> Directions for this task
Using the records below, quote only the span that opens with the line containing "pub enum Environment" and closes with the line containing "crate's Cargo metadata.", exactly and inclusively.

───── Recorded information ─────

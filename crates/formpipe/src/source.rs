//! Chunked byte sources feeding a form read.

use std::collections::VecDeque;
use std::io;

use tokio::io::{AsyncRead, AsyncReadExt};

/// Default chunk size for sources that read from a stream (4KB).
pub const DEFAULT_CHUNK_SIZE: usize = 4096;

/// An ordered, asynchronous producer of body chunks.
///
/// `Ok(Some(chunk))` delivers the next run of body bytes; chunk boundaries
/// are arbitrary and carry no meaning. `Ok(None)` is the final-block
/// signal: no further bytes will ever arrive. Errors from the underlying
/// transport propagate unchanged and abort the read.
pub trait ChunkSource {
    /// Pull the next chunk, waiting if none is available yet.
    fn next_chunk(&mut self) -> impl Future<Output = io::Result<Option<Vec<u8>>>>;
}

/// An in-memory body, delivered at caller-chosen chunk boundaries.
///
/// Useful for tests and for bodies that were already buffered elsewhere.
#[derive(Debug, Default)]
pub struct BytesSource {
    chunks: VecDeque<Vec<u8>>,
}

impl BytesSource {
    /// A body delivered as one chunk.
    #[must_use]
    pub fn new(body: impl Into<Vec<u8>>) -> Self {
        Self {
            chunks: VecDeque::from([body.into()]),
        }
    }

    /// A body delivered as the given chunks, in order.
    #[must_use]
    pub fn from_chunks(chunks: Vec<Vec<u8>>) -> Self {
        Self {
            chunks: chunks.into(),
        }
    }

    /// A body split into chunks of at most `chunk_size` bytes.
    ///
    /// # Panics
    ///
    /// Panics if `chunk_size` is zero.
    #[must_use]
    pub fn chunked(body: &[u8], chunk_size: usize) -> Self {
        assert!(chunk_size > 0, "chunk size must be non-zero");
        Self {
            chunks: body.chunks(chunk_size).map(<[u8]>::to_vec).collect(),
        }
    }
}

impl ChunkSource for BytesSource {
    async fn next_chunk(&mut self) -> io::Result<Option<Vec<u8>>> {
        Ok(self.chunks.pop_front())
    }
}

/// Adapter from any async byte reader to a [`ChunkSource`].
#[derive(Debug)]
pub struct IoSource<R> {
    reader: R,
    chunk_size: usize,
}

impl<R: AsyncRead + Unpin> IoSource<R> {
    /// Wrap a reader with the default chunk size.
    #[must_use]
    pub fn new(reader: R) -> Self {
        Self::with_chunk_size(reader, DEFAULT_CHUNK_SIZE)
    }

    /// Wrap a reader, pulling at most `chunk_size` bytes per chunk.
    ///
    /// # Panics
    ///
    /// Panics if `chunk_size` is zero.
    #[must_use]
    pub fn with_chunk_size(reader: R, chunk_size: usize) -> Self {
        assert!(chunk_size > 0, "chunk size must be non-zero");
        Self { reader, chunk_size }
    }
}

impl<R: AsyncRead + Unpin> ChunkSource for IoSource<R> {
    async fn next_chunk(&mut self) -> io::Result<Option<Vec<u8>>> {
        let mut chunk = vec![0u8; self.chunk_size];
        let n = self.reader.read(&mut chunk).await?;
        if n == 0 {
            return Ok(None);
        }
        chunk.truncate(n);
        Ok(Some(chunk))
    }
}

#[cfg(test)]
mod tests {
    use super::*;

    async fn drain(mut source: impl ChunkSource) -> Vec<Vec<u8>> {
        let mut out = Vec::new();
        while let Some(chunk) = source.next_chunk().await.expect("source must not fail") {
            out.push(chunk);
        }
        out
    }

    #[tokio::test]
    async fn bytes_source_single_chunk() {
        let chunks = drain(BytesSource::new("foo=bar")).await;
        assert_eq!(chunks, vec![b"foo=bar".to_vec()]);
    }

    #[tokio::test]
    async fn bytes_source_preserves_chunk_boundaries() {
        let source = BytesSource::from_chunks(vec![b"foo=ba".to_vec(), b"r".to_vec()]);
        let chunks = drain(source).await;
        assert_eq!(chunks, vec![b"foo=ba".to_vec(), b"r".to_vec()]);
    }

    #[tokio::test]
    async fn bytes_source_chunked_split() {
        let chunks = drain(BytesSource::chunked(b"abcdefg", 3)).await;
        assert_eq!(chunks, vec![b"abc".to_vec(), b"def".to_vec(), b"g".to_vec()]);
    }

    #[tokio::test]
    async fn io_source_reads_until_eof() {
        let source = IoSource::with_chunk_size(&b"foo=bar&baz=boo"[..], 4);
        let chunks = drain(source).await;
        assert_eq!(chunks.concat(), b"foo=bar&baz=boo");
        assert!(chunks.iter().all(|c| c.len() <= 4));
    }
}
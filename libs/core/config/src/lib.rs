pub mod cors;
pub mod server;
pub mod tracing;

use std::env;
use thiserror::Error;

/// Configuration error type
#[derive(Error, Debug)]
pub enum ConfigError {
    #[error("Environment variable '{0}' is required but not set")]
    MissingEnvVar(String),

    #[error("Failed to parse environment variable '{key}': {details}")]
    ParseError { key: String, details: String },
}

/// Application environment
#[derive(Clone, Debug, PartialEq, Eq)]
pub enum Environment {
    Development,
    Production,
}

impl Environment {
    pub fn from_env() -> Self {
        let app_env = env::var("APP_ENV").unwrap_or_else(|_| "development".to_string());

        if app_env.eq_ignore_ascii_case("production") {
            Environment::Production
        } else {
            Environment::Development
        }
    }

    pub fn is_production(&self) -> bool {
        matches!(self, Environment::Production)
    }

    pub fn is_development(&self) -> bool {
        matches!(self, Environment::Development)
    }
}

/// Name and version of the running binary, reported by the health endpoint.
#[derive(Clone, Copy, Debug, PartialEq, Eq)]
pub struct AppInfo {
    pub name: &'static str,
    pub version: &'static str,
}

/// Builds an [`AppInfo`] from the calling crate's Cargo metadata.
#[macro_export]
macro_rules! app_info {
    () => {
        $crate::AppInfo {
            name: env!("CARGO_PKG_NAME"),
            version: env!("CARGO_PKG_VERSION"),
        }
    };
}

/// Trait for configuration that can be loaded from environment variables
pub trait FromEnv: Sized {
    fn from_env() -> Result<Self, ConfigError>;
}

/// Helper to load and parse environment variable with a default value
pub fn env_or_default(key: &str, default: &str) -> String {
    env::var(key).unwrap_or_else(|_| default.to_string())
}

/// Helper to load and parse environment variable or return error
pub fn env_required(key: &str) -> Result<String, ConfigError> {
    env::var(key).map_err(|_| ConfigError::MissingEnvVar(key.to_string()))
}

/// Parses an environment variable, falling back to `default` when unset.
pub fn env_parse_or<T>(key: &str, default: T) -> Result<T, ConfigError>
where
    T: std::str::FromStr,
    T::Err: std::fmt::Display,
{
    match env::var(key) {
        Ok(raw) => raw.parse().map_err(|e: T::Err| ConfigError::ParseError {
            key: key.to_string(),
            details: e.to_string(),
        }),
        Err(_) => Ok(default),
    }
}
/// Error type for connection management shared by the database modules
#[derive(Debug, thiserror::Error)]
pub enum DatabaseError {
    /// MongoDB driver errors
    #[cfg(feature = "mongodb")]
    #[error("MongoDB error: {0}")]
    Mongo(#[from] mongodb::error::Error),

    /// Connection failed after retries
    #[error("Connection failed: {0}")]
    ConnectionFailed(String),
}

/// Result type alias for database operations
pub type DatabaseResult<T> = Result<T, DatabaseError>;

─────

> Answer to the exercise
pub enum Environment {
    Development,
    Production,
}

impl Environment {
    pub fn from_env() -> Self {
        let app_env = env::var("APP_ENV").unwrap_or_else(|_| "development".to_string());

        if app_env.eq_ignore_ascii_case("production") {
            Environment::Production
        } else {
            Environment::Development
        }
    }

    pub fn is_production(&self) -> bool {
        matches!(self, Environment::Production)
    }

    pub fn is_development(&self) -> bool {
        matches!(self, Environment::Development)
    }
}

/// Name and version of the running binary, reported by the health endpoint.
#[derive(Clone, Copy, Debug, PartialEq, Eq)]
pub struct AppInfo {
    pub name: &'static str,
    pub version: &'static str,
}

/// Builds an [`AppInfo`] from the calling crate's Cargo metadata.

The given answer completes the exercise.